# Memorial Weekend Wagyu Brisket



## schlotz (May 29, 2021)

The kids and the grandkids are coming for dinner and I promised my son-in-law I'd smoke one of his briskets.  They are starting their own wagyu ranch.  Doesn't get much better that this! So, 11.8# trimmed down to 6.7# - man there was a lot of hard fat on this.  Still left 1/4" fat cap which I decided to go cap down.  Seasoned with 50/50 salt & pepper last night before putting back into the fridge.  Brought it out and sat on the counter for  an hour while the MAK smoker go up to temp.  












On 8:30a IT 50º, OT 46º windy, MAK set to 180º
9:15 bumped to 275º
11:12 IT already 149º (yeah I verified it was in the middle of the brisket) Holy Crap, reset MAK to 240º, need to slow this down.


----------



## schlotz (May 29, 2021)

Ok that seemed to do the trick.  The stall is upon us, but I doubt for long. Blue line is the point IT.


----------



## 912smoker (May 29, 2021)

Well on the way! Looking good


----------



## schlotz (May 29, 2021)

2:15p IT 177º decided to wrap in BP. Dinner is set for 5p.  Gonna be close! Grate temps fluctuate +/-20º


----------



## sky monkey (May 29, 2021)

Looking good! I'm doing a brisket right now too. I thought I started in plenty of time for a 13lb brisket at midnight but I had a 4 hour stall. Dinner set for 5 as well, it's 1:10pm with an IT of 179.


----------



## 912smoker (May 29, 2021)

sky monkey said:


> Looking good! I'm doing a brisket right now too. I thought I started in plenty of time for a 13lb brisket at midnight but I had a 4 hour stall. Dinner set for 5 as well, it's 1:10pm with an IT of 179.
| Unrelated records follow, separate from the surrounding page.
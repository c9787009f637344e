use std::fmt;

use chrono::{DateTime, Utc};
use serde::{Deserialize, Serialize};

/// Upper bound on the number of reviewers assigned to a single pull request.
pub const MAX_REVIEWERS: usize = 2;

/// Lifecycle state of a pull request. `Merged` is terminal.
#[derive(Debug, Clone, Copy, PartialEq, Eq, Hash, Serialize, Deserialize)]
#[serde(rename_all = "SCREAMING_SNAKE_CASE")]
pub enum PrStatus {
    Open,
    Merged,
}

impl fmt::Display for PrStatus {
    fn fmt(&self, f: &mut fmt::Formatter<'_>) -> fmt::Result {
        match self {
            Self::Open => f.write_str("OPEN"),
            Self::Merged => f.write_str("MERGED"),
        }
    }
}

#[derive(Debug, Clone, PartialEq, Eq, Serialize, Deserialize)]
pub struct PullRequest {
    pub pull_request_id: String,
    pub pull_request_name: String,
    pub author_id: String,
    pub status: PrStatus,
    /// Reviewer ids. Never contains the author, never contains duplicates.
    pub assigned_reviewers: Vec<String>,
    pub created_at: DateTime<Utc>,
    #[serde(default)]
    pub merged_at: Option<DateTime<Utc>>,
}

impl PullRequest {
    /// Create an open pull request.
    #[must_use]
    pub fn open(
        pull_request_id: String,
        pull_request_name: String,
        author_id: String,
        assigned_reviewers: Vec<String>,
        created_at: DateTime<Utc>,
    ) -> Self {
        Self {
            pull_request_id,
            pull_request_name,
            author_id,
            status: PrStatus::Open,
            assigned_reviewers,
            created_at,
            merged_at: None,
        }
    }

    #[must_use]
    pub fn is_merged(&self) -> bool {
        self.status == PrStatus::Merged
    }

    #[must_use]
    pub fn has_reviewer(&self, user_id: &str) -> bool {
        self.assigned_reviewers.iter().any(|r| r == user_id)
    }

    /// Transition to `Merged`, stamping `merged_at`.
    ///
    /// Returns `false` without touching the timestamp if the pull request
    /// was already merged.
    pub fn merge(&mut self, at: DateTime<Utc>) -> bool {
        if self.is_merged() {
            return false;
        }
        self.status = PrStatus::Merged;
        self.merged_at = Some(at);
        true
    }

    /// Remove a reviewer by value. Returns whether it was present.
    pub fn remove_reviewer(&mut self, user_id: &str) -> bool {
        let before = self.assigned_reviewers.len();
        self.assigned_reviewers.retain(|r| r != user_id);
        self.assigned_reviewers.len() != before
    }

    /// Add a reviewer unless it is the author, already assigned, or the
    /// reviewer set is full. Returns whether it was added.
    pub fn add_reviewer(&mut self, user_id: String) -> bool {
        if user_id == self.author_id
            || self.has_reviewer(&user_id)
            || self.assigned_reviewers.len() >= MAX_REVIEWERS
        {
            return false;
        }
        self.assigned_reviewers.push(user_id);
        true
    }

    #[must_use]
    pub fn to_short(&self) -> PullRequestShort {
        PullRequestShort {
            pull_request_id: self.pull_request_id.clone(),
            pull_request_name: self.pull_request_name.clone(),
            author_id: self.author_id.clone(),
            status: self.status,
        }
    }
}

/// Summary view of a pull request, as returned by reviewer lookups.
#[derive(Debug, Clone, PartialEq, Eq, Serialize, Deserialize)]
pub struct PullRequestShort {
    pub pull_request_id: String,
    pub pull_request_name: String,
    pub author_id: String,
    pub status: PrStatus,
}

#[cfg(test)]
mod tests {
    use super::*;

    fn sample() -> PullRequest {
        PullRequest::open(
            "pr-1".to_string(),
            "Add feature".to_string(),
            "author".to_string(),
            vec!["r1".to_string(), "r2".to_string()],
            Utc::now(),
        )
    }

    #[test]
    fn test_merge_sets_timestamp_once() {
        let mut pr = sample();
        let first = Utc::now();

        assert!(pr.merge(first));
        assert!(!pr.merge(first + chrono::Duration::seconds(5)));

        assert_eq!(pr.status, PrStatus::Merged);
        assert_eq!(pr.merged_at, Some(first));
    }

    #[test]
    fn test_remove_reviewer_by_value() {
        let mut pr = sample();

        assert!(pr.remove_reviewer("r1"));
        assert!(!pr.remove_reviewer("r1"));
        assert_eq!(pr.assigned_reviewers, vec!["r2".to_string()]);
    }

    #[test]
    fn test_add_reviewer_rejects_author_duplicate_and_overflow() {
        let mut pr = sample();

        assert!(!pr.add_reviewer("r3".to_string()));

        pr.remove_reviewer("r2");
        assert!(!pr.add_reviewer("author".to_string()));
        assert!(!pr.add_reviewer("r1".to_string()));
        assert!(pr.add_reviewer("r3".to_string()));
        assert_eq!(
            pr.assigned_reviewers,
            vec!["r1".to_string(), "r3".to_string()]
        );
    }

    #[test]
    fn test_status_wire_format() {
        assert_eq!(serde_json::to_string(&PrStatus::Open).unwrap(), "\"OPEN\"");
        assert_eq!(
            serde_json::to_string(&PrStatus::Merged).unwrap(),
            "\"MERGED\""
        );
        assert_eq!(PrStatus::Merged.to_string(), "MERGED");
    }
}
You can always bump your temp


----------



## schlotz (May 29, 2021)

Finally had to bump the temp to 300ºish to get it moving forward.  At 4:20p the IT was 199º but it probed really tender so I pulled it, 7h50m total.  Let it rest on the counter opened for 20 min until the IT dropped 10º. Then placed in cooler with towels. Turns out the kids are running late so everything is fine, that is if the brisket ends up tasting like it should!


----------



## schlotz (May 29, 2021)

Everything gets hectic all at once.  Did grab a shot, although it was after the fact. Brisket turned out spectacular. Tons of moisture, very tender.  I'd give it 10 out of 10.


----------



## 912smoker (May 29, 2021)

Looks great schlotz ! Nice bark and smoke ring and I'm sure it was enjoyed by all !
Hope you saved me a plate


----------



## SmokinAl (May 30, 2021)

Looks awesome!
Would love to try a Wagyu someday!
Al


----------



## schlotz (May 31, 2021)

SmokinAl
 :  You only live once Al.  Go for it!


----------